[AIM OF THE TASK] In the entries below, find each line with the word "BytesMut" and return it.

(Dataset items)
= Beginning of Section =

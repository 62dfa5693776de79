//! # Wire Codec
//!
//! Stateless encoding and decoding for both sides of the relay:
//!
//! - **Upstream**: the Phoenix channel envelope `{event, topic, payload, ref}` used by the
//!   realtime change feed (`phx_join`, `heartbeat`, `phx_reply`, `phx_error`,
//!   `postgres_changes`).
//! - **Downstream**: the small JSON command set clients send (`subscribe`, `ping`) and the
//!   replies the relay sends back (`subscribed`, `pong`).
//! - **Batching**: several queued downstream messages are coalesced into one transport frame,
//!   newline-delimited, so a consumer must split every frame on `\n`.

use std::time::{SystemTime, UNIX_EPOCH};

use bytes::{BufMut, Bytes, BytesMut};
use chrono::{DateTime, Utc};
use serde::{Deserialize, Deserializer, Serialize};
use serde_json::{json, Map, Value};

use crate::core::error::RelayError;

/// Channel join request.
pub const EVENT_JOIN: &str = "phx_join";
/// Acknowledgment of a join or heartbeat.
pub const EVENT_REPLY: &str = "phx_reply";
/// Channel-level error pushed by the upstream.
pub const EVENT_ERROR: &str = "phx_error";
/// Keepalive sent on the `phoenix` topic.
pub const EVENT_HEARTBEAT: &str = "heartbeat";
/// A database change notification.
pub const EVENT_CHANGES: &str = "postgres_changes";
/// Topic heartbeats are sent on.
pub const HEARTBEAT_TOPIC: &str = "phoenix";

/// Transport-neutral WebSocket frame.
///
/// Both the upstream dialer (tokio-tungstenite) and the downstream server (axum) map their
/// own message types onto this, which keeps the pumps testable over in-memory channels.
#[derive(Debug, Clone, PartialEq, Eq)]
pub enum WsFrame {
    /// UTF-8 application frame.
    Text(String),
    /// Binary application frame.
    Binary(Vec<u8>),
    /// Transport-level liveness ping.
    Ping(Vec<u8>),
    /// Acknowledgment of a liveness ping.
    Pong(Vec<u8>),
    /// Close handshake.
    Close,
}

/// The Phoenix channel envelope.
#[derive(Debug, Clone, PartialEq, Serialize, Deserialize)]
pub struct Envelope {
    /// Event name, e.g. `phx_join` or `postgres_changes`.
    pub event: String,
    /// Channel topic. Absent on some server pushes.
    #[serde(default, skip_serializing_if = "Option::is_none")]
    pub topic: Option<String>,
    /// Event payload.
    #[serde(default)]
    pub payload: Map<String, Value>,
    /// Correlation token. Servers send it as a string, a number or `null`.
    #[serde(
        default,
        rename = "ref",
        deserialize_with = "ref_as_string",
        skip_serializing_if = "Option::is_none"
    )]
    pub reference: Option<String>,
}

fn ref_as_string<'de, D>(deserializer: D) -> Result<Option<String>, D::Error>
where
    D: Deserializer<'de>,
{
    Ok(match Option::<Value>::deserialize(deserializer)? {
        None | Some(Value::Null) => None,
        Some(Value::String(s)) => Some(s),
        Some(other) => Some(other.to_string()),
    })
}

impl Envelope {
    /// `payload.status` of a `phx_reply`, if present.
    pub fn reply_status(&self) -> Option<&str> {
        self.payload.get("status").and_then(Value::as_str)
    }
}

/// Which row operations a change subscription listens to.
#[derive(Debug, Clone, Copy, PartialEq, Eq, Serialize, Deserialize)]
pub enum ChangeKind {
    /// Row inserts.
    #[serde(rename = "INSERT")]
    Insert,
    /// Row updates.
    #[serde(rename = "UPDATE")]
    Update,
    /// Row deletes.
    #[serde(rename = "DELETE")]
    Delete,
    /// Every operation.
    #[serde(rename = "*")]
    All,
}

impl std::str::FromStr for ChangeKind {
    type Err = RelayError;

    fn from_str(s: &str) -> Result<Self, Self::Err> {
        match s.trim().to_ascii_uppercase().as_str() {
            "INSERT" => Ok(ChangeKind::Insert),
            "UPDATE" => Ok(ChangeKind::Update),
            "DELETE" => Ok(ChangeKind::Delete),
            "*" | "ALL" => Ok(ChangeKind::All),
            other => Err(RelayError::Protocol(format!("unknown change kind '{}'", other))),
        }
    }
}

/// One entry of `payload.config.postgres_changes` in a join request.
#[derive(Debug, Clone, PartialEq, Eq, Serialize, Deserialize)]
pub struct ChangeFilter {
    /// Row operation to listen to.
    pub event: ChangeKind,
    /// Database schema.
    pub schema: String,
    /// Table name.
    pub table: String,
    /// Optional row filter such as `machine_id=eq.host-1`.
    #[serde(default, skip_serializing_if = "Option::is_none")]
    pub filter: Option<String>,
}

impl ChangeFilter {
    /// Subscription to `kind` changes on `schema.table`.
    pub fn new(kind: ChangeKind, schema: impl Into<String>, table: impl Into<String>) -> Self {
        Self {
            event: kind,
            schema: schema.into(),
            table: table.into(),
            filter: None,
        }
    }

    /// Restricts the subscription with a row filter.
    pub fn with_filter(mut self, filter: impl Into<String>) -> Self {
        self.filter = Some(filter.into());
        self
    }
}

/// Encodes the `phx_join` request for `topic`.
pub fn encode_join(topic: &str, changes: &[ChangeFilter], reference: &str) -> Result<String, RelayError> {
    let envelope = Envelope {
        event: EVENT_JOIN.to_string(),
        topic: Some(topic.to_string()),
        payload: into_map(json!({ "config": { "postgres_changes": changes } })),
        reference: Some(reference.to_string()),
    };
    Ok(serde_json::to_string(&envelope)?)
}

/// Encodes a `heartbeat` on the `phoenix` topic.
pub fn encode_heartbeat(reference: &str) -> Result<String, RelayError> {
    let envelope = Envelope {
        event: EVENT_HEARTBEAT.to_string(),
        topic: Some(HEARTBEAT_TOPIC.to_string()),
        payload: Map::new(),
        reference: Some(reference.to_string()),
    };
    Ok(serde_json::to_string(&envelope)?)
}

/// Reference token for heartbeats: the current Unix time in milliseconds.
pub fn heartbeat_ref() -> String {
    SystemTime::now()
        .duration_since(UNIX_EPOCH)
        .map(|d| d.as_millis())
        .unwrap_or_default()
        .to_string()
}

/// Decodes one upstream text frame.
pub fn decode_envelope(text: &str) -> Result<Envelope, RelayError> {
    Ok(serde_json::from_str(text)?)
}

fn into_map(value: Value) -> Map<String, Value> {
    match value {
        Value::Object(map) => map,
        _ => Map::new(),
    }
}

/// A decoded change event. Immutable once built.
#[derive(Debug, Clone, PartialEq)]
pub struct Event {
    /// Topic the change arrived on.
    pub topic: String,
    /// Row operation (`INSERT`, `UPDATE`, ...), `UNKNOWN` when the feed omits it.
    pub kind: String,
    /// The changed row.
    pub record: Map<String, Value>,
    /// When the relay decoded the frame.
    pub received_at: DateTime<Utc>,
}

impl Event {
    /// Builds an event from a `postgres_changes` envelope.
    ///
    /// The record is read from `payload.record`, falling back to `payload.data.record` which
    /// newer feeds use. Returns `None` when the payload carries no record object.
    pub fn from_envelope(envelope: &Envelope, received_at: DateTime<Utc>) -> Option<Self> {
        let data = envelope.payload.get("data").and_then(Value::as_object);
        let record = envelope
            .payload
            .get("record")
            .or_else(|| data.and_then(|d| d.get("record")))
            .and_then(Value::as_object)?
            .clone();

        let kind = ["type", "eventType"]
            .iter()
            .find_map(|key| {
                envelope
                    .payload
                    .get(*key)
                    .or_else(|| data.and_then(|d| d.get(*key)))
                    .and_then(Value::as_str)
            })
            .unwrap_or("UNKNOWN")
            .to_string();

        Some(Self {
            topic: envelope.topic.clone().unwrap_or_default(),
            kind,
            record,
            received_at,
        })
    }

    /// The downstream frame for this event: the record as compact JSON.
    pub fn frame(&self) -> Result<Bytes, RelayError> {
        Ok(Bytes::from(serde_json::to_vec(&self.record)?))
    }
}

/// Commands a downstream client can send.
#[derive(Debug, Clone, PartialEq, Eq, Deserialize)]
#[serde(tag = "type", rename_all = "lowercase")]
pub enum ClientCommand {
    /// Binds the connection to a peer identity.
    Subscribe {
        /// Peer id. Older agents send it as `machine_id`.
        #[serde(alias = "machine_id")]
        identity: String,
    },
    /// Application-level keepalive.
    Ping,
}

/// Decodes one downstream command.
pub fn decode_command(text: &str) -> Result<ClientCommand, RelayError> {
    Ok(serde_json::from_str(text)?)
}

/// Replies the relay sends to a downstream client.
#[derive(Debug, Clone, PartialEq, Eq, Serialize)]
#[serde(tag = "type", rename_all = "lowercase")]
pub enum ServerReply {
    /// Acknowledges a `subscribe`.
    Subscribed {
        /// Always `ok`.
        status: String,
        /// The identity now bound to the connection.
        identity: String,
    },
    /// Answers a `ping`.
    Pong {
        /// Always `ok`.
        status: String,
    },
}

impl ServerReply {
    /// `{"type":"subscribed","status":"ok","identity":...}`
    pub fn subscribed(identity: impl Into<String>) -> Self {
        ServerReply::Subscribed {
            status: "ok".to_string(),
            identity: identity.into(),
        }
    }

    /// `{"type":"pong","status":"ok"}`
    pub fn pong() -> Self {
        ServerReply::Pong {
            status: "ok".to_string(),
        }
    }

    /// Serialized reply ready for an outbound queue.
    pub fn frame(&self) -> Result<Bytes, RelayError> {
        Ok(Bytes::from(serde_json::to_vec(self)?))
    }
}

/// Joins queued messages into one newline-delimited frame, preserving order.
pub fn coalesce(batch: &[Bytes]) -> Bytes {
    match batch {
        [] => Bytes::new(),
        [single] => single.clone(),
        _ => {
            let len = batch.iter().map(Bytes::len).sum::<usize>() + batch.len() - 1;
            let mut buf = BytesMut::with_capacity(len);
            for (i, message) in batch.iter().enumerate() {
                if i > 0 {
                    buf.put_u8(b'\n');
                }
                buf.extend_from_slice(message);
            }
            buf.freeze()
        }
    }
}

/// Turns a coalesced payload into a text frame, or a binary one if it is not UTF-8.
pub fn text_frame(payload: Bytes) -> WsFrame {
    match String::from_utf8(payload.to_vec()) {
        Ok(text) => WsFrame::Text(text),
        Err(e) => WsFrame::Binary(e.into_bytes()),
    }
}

= End of Section =

[ANSWER]
use bytes::{BufMut, Bytes, BytesMut};
            let mut buf = BytesMut::with_capacity(len);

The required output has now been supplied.